Your objective: Beneath this instruction is a listing. Transcribe from it only the stretch from the line with "pub fn new(base_url: impl" through the line with "impl WordSource for RemoteWordSource", both end lines included, exactly as written.

★ ★ ★ ★ ★ ★ ★

use std::time::Duration;

use itertools::Itertools;
use serde_json::from_slice;

use crate::error::SourceError;
use crate::target_text::TargetText;

pub const DEFAULT_WORD_API_URL: &str = "https://random-word-api.herokuapp.com/word";

/// Built-in words used whenever the remote source is unavailable.
pub const FALLBACK_WORDS: [&str; 31] = [
    "the", "quick", "brown", "fox", "jumps", "over", "the", "lazy", "dog", "a", "pack", "my",
    "box", "with", "five", "dozen", "liquor", "jugs", "how", "vexingly", "quick", "daft",
    "zebras", "jump", "sphinx", "of", "black", "quartz", "judge", "my", "vow",
];

/// Anything that can produce a list of words for a session.
pub trait WordSource: Send + Sync {
    fn fetch_words(&self) -> Result<Vec<String>, SourceError>;

    /// Short label used in log lines.
    fn name(&self) -> &'static str;
}

/// Fetches random words from an HTTP endpoint returning a JSON array.
#[derive(Debug, Clone)]
pub struct RemoteWordSource {
    base_url: String,
    word_count: usize,
    timeout: Duration,
}

impl RemoteWordSource {
    pub fn new(base_url: impl Into<String>, word_count: usize, timeout: Duration) -> Self {
        Self {
            base_url: base_url.into(),
            word_count,
            timeout,
        }
    }
}

impl WordSource for RemoteWordSource {
    fn fetch_words(&self) -> Result<Vec<String>, SourceError> {
        let client = reqwest::blocking::Client::builder()
            .timeout(self.timeout)
            .user_agent(concat!("typeclock/", env!("CARGO_PKG_VERSION")))
            .build()?;

        let resp = client
            .get(&self.base_url)
            .query(&[("number", self.word_count)])
            .send()?;

        if !resp.status().is_success() {
            return Err(SourceError::Status(resp.status().as_u16()));
        }

        let body = resp.bytes()?;
        parse_word_payload(&body)
    }

    fn name(&self) -> &'static str {
        "remote"
    }
}

/// Serves the words of a fixed piece of text, e.g. a `--prompt` argument.
#[derive(Debug, Clone)]
pub struct StaticWordSource {
    words: Vec<String>,
}

impl StaticWordSource {
    pub fn new(text: &str) -> Self {
        Self {
            words: text.split_whitespace().map(str::to_owned).collect(),
        }
    }
}

impl WordSource for StaticWordSource {
    fn fetch_words(&self) -> Result<Vec<String>, SourceError> {
        if self.words.is_empty() {
            return Err(SourceError::Empty);
        }
        Ok(self.words.clone())
    }

    fn name(&self) -> &'static str {
        "static"
    }
}

/// Always serves the built-in list.
#[derive(Debug, Clone, Copy, Default)]
pub struct FallbackWordSource;

impl WordSource for FallbackWordSource {
    fn fetch_words(&self) -> Result<Vec<String>, SourceError> {
        Ok(FALLBACK_WORDS.iter().map(|w| w.to_string()).collect())
    }

    fn name(&self) -> &'static str {
        "fallback"
    }
}

/// Decode a word service response: a JSON array of strings.
///
/// Blank entries are dropped; a payload without any usable word is
/// rejected so the caller falls back instead of showing an empty prompt.
pub fn parse_word_payload(body: &[u8]) -> Result<Vec<String>, SourceError> {
    let raw: Vec<String> = from_slice(body)?;
    let words: Vec<String> = raw
        .into_iter()
        .map(|w| w.trim().to_owned())
        .filter(|w| !w.is_empty())
        .collect();

    if words.is_empty() {
        return Err(SourceError::Empty);
    }
    Ok(words)
}

pub fn fallback_text() -> TargetText {
    TargetText::new(FALLBACK_WORDS.iter().join(" "))
}

/// Turns a [`WordSource`] into session text, degrading to the fallback
/// list on any failure. Never returns an error.
pub struct WordProvider {
    source: Box<dyn WordSource>,
}

impl WordProvider {
    pub fn new(source: Box<dyn WordSource>) -> Self {
        Self { source }
    }

    pub fn fetch_text(&self) -> TargetText {
        match self.source.fetch_words() {
            Ok(words) => {
                tracing::debug!(source = self.source.name(), words = words.len(), "words fetched");
                TargetText::new(words.iter().join(" "))
            }
            Err(e) => {
                tracing::warn!(source = self.source.name(), error = %e, "word fetch failed, using fallback words");
                fallback_text()
            }
        }
    }
}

★ ★ ★ ★ ★ ★ ★

Response for this exercise:
    pub fn new(base_url: impl Into<String>, word_count: usize, timeout: Duration) -> Self {
        Self {
            base_url: base_url.into(),
            word_count,
            timeout,
        }
    }
}

impl WordSource for RemoteWordSource {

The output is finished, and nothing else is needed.